Dataset entries:
*** Begin section ***

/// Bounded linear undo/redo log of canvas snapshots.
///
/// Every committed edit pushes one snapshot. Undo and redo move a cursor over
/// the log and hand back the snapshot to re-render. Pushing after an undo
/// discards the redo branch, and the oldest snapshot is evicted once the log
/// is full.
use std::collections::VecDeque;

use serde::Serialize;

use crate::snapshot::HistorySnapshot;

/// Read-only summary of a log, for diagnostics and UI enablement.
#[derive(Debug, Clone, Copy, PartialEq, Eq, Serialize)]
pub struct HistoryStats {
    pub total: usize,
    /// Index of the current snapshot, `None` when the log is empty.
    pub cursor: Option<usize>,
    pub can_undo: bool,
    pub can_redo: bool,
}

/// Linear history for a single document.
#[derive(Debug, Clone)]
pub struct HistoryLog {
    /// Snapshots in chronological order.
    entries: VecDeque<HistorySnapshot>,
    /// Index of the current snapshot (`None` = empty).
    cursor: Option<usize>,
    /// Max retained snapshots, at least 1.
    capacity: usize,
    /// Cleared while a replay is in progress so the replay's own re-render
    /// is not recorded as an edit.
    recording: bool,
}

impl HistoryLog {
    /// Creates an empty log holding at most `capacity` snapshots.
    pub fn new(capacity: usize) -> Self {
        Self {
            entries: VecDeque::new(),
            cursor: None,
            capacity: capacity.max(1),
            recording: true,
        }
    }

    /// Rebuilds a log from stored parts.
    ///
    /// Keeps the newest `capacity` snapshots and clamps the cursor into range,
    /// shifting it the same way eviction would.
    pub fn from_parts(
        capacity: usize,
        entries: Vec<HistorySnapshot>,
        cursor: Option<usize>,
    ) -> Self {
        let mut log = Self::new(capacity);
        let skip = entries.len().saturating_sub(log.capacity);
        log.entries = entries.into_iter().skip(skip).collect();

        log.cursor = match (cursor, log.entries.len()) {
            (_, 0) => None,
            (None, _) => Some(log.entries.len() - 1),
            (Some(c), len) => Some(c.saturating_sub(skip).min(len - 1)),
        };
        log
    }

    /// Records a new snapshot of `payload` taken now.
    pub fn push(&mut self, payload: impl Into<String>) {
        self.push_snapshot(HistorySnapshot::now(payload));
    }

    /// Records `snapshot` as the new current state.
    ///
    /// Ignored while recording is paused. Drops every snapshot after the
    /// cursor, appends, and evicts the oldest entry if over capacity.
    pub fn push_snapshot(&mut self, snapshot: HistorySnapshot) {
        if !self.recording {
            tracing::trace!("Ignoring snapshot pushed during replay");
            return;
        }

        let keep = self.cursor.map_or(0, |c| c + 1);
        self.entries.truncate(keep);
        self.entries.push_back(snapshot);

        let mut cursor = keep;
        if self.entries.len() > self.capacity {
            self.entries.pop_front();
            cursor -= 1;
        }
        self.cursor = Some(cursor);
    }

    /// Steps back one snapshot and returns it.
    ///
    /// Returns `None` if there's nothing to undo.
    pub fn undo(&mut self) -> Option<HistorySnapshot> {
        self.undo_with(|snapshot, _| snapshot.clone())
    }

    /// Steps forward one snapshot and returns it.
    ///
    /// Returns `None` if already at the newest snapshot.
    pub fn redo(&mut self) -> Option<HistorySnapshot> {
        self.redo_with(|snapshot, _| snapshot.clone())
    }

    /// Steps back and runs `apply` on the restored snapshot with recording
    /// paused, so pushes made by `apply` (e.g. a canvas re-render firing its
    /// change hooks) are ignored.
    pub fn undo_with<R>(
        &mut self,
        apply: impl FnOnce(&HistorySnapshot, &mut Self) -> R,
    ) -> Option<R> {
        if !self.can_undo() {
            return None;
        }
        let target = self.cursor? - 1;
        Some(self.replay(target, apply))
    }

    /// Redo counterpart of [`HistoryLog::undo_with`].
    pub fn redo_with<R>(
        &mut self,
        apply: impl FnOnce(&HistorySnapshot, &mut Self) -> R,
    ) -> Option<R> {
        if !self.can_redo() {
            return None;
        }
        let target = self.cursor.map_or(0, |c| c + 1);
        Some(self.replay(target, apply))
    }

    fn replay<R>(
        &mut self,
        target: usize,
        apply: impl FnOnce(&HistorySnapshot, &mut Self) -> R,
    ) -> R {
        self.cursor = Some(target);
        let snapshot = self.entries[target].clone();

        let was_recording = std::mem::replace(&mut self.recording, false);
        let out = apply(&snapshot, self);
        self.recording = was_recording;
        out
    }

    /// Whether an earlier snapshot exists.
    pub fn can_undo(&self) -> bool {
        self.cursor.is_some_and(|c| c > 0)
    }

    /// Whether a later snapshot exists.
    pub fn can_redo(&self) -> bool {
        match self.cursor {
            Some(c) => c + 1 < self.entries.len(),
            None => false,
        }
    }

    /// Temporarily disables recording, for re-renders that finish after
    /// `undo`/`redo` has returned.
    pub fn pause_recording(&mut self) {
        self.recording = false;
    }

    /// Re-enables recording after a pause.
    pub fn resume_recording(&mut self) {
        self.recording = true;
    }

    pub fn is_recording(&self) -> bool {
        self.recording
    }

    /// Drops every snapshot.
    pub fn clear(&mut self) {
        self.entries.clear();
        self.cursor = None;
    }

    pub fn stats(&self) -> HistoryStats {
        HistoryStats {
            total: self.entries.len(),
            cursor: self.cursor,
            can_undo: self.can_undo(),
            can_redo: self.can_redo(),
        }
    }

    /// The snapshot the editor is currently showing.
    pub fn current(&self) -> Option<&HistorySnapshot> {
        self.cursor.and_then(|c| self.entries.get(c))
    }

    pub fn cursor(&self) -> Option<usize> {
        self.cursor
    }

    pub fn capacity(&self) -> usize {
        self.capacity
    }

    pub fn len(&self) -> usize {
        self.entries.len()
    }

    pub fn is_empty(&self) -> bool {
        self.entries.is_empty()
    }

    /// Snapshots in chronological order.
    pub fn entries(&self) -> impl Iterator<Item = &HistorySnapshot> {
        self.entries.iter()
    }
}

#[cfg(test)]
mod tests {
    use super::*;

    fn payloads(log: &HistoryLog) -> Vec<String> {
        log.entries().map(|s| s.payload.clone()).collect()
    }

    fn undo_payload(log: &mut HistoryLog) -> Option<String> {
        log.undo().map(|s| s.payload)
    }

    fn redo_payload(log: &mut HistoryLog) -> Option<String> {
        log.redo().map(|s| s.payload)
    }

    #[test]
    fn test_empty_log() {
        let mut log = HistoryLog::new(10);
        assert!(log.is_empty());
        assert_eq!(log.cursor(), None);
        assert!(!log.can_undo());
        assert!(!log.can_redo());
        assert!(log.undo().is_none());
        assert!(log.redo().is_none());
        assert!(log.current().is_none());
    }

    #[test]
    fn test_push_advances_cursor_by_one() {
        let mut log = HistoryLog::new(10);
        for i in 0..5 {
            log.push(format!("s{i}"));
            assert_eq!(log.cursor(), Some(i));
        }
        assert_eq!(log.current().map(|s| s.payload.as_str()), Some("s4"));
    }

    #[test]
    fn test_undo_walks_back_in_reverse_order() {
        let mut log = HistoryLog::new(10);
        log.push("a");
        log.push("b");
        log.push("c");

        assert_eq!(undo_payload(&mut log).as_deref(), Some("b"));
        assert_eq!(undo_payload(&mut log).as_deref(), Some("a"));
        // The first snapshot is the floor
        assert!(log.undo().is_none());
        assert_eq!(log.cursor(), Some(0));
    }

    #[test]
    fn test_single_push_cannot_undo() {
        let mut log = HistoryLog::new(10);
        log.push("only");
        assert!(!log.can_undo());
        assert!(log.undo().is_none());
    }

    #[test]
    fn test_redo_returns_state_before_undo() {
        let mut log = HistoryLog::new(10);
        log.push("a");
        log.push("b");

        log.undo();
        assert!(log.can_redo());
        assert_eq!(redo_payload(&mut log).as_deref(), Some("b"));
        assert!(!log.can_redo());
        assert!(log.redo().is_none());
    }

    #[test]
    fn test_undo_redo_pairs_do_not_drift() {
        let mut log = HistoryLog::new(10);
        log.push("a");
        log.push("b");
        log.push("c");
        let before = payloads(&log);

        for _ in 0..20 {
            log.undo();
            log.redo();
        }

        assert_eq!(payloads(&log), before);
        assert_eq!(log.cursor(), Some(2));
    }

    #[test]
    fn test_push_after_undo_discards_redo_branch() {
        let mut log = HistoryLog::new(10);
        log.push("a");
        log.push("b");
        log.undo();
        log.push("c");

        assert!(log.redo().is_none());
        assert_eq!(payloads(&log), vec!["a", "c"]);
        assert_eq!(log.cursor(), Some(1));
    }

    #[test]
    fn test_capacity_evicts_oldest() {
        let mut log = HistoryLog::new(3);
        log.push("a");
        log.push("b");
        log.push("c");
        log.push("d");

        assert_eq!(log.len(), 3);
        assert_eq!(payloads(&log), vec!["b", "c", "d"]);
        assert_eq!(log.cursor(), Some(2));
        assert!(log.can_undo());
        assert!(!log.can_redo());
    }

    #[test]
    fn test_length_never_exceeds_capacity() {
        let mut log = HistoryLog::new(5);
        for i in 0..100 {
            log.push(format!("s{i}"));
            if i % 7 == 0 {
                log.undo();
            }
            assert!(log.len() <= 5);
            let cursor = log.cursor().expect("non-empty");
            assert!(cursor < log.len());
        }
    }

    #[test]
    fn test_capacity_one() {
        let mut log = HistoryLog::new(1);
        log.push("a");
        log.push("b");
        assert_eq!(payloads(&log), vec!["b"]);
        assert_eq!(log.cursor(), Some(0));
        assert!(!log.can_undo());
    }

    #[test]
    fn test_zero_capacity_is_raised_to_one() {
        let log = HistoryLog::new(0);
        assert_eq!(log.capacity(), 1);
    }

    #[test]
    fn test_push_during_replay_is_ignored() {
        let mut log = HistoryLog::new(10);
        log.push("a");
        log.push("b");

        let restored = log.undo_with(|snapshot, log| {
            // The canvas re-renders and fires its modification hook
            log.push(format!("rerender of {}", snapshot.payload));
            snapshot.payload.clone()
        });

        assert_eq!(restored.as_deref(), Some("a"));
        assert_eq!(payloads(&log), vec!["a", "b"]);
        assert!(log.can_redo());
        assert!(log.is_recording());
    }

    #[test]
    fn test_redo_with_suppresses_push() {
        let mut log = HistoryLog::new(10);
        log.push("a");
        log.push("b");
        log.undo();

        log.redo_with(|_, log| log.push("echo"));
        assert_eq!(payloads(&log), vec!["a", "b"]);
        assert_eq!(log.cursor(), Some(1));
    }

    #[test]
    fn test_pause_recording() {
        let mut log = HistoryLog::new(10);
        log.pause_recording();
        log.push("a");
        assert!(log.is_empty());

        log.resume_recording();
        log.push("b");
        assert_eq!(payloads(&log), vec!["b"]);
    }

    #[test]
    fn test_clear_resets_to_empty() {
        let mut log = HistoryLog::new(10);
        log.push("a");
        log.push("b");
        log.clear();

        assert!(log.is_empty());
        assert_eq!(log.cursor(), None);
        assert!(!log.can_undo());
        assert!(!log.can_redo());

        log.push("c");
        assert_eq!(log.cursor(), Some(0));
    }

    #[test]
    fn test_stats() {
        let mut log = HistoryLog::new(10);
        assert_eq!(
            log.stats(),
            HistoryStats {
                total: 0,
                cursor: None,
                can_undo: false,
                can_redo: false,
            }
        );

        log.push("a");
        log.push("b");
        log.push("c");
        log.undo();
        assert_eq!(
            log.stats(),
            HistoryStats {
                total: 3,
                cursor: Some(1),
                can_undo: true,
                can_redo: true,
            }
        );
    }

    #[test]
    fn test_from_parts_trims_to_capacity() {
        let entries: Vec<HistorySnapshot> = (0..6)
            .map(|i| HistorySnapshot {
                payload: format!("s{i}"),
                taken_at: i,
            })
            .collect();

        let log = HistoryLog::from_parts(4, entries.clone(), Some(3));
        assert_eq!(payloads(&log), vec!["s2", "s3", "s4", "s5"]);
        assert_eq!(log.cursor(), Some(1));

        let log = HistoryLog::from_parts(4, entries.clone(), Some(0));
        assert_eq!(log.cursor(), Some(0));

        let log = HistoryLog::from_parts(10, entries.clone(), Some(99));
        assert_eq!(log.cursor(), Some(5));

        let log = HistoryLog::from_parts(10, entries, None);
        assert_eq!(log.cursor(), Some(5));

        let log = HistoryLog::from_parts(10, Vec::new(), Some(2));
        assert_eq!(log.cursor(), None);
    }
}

*** End section ***
*** Begin section ***

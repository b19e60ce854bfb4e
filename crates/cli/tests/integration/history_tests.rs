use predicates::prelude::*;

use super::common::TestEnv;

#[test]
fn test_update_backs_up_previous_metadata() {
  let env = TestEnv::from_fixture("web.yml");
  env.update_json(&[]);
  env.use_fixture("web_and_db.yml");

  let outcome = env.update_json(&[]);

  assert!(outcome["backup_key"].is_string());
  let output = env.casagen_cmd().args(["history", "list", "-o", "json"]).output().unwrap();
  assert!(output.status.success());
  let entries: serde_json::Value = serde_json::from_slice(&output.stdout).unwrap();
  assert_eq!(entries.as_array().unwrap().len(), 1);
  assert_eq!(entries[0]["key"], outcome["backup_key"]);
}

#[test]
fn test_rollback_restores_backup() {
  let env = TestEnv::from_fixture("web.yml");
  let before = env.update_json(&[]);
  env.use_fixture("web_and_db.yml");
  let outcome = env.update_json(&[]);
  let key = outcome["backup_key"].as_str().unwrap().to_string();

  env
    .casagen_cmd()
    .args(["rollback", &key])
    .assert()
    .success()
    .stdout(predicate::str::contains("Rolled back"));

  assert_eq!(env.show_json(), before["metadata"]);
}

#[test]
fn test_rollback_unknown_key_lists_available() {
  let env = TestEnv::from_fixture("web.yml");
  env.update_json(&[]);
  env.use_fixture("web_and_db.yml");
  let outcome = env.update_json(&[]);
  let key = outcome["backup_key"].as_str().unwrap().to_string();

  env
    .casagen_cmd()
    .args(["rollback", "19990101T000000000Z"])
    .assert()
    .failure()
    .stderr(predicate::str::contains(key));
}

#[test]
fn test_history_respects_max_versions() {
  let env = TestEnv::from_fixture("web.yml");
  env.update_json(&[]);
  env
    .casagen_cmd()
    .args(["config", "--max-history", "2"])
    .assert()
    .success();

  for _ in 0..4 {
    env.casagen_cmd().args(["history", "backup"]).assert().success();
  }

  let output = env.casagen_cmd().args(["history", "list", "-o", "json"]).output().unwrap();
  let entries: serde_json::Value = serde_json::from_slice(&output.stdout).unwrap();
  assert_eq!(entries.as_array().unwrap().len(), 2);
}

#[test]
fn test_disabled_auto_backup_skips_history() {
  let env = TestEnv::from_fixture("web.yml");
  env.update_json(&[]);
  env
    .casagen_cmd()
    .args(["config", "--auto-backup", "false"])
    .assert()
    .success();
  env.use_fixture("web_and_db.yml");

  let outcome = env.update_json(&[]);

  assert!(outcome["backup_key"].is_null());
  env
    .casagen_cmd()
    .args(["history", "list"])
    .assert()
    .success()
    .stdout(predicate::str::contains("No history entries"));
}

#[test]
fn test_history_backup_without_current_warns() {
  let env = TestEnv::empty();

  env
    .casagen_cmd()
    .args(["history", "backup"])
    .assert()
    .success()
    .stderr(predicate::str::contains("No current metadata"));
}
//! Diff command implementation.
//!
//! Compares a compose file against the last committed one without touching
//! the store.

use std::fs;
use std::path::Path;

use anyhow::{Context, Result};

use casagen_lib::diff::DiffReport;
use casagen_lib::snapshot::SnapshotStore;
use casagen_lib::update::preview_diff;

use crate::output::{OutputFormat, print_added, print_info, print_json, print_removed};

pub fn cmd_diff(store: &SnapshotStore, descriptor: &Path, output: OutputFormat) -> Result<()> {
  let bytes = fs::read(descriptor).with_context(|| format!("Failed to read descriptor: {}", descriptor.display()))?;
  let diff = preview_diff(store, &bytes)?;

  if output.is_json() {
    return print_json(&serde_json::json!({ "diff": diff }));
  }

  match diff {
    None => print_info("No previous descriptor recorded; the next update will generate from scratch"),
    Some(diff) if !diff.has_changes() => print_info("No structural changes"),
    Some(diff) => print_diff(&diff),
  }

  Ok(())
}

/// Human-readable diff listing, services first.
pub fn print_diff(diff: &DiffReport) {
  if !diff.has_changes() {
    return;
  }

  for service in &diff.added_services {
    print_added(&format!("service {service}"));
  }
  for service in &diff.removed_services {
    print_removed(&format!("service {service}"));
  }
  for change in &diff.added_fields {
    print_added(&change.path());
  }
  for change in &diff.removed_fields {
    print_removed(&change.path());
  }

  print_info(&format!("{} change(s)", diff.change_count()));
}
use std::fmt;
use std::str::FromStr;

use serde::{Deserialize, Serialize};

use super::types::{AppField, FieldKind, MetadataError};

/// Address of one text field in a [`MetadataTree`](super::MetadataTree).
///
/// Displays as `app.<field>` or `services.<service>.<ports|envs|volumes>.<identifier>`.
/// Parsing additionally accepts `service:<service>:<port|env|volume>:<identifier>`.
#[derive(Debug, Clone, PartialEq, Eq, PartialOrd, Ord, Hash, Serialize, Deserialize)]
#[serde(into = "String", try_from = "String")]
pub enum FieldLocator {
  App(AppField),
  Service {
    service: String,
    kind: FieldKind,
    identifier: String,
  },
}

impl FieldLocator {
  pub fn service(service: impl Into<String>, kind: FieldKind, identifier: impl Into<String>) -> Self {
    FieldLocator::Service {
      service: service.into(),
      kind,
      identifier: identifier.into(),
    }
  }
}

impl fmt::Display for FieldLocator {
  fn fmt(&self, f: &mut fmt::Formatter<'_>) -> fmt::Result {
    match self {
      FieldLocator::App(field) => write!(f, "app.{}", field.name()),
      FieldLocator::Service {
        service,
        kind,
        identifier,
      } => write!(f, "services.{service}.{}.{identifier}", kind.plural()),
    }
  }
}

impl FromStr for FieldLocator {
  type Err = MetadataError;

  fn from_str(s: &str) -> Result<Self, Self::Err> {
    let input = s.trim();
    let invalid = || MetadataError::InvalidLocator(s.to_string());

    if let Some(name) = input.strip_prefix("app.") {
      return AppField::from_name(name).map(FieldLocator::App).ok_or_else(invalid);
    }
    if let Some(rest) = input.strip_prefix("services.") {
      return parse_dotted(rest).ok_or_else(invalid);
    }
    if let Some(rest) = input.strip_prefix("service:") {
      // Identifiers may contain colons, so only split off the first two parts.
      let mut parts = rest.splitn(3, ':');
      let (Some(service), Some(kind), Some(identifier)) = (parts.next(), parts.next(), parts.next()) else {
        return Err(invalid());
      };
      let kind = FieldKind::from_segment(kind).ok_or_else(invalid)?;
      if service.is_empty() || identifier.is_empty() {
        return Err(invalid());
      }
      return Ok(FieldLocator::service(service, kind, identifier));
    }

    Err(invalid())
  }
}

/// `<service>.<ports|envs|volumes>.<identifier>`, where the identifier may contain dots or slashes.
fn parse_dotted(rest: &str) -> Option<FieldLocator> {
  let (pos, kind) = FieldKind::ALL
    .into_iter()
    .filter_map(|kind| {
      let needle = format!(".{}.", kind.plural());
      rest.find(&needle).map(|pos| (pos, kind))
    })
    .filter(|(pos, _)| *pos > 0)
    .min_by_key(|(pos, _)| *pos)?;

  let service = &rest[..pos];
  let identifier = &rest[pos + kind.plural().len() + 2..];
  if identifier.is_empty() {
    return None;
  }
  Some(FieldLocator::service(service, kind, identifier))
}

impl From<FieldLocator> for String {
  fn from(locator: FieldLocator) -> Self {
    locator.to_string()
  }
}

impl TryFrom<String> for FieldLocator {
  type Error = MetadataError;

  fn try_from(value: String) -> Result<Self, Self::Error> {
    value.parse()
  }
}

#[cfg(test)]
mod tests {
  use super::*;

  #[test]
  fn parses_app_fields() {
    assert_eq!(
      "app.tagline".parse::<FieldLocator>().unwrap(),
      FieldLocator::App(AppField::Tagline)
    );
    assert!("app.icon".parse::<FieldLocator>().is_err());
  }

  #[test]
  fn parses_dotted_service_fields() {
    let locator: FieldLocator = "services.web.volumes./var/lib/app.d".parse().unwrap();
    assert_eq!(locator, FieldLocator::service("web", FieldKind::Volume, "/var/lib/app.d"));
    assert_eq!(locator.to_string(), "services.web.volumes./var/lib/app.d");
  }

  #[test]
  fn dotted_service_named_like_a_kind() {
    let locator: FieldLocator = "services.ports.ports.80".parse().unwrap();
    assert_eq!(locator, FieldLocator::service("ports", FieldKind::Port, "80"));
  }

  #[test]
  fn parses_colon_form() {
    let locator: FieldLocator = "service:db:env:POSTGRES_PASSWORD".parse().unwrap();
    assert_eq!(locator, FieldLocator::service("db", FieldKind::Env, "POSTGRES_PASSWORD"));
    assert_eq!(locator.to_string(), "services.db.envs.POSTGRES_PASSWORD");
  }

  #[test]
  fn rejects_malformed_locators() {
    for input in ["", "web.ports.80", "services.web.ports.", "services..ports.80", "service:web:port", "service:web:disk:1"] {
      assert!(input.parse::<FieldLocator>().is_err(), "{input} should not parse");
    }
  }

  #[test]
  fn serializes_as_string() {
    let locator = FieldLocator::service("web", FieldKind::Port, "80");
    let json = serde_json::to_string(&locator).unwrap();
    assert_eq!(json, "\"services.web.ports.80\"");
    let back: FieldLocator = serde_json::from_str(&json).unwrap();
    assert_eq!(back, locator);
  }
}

*** End section ***

Which lines of the records contain "canvas"? Show each of them.

[RESULT OF THIS EXERCISE]
/// Bounded linear undo/redo log of canvas snapshots.
    /// paused, so pushes made by `apply` (e.g. a canvas re-render firing its
            // The canvas re-renders and fires its modification hook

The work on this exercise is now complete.